What to do - Please repeat, from the entries that follow, the lines from the one containing "with independent thresholds." through the one containing "to open log" exactly, adding nothing.

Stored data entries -

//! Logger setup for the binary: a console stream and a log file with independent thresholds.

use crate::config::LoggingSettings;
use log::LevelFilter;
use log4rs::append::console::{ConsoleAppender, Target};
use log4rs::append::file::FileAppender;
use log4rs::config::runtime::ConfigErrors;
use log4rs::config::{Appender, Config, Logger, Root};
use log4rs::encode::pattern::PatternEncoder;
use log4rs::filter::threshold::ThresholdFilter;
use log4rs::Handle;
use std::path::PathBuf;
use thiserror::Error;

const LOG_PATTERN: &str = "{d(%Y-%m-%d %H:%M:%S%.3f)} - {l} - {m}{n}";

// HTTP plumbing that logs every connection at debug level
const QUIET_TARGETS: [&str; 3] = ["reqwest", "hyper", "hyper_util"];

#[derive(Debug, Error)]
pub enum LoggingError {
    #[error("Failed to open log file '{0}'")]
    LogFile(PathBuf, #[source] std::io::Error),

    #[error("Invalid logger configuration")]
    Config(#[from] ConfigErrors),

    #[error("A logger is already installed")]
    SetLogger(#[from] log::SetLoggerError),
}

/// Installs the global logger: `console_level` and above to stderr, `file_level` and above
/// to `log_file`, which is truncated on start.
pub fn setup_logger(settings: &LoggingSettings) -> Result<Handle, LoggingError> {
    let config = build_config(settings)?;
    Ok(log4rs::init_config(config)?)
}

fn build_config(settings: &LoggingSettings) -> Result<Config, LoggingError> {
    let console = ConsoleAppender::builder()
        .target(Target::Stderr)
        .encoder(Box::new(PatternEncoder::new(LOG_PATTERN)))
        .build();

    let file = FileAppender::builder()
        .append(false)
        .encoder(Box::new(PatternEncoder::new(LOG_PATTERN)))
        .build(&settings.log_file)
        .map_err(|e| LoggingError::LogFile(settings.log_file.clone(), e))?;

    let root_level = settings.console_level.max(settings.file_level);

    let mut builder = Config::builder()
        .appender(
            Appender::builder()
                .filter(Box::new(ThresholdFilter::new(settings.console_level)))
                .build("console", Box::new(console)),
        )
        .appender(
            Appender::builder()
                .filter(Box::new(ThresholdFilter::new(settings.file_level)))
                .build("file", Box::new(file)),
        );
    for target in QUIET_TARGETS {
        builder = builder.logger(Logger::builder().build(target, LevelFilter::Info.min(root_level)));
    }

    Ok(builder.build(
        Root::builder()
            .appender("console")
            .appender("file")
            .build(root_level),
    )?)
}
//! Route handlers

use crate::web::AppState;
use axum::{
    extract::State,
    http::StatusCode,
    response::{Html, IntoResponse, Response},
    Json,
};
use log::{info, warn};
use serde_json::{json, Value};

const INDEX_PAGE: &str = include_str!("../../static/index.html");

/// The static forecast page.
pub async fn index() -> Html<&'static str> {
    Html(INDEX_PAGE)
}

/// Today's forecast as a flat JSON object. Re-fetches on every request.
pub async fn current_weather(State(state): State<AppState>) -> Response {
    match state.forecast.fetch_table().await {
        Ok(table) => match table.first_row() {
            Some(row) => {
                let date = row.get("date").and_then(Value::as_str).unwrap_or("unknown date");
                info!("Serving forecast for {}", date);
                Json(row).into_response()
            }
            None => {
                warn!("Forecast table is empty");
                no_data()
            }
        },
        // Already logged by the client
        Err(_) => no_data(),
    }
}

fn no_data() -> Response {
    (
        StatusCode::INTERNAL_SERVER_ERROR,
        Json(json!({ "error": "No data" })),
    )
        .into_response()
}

...

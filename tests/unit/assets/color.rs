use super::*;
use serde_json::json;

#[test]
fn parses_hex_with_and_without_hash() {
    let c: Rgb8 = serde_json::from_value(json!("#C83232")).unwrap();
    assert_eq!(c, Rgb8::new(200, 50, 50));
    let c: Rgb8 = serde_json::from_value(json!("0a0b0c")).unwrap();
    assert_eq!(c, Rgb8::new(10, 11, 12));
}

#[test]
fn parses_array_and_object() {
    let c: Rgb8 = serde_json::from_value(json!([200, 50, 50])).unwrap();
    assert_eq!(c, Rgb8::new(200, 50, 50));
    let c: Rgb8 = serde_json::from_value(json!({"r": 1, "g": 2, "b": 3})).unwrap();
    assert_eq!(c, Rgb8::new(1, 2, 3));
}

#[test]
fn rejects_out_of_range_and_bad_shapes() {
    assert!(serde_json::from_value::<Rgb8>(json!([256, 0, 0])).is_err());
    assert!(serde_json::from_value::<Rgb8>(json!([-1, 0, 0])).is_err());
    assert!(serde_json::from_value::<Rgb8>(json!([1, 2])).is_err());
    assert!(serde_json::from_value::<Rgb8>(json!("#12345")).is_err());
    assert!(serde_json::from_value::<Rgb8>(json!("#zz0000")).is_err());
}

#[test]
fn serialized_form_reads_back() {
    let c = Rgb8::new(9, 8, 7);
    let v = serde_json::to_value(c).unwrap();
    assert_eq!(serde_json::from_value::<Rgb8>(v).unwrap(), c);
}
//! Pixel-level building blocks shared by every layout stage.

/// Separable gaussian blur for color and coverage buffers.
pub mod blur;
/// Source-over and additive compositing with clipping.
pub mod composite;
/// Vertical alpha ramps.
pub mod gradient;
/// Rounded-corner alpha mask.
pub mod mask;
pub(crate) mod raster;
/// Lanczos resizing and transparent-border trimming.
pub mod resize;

Answer box -
//! Logger setup for the binary: a console stream and a log file with independent thresholds.

use crate::config::LoggingSettings;
use log::LevelFilter;
use log4rs::append::console::{ConsoleAppender, Target};
use log4rs::append::file::FileAppender;
use log4rs::config::runtime::ConfigErrors;
use log4rs::config::{Appender, Config, Logger, Root};
use log4rs::encode::pattern::PatternEncoder;
use log4rs::filter::threshold::ThresholdFilter;
use log4rs::Handle;
use std::path::PathBuf;
use thiserror::Error;

const LOG_PATTERN: &str = "{d(%Y-%m-%d %H:%M:%S%.3f)} - {l} - {m}{n}";

// HTTP plumbing that logs every connection at debug level
const QUIET_TARGETS: [&str; 3] = ["reqwest", "hyper", "hyper_util"];

#[derive(Debug, Error)]
pub enum LoggingError {
    #[error("Failed to open log file '{0}'")]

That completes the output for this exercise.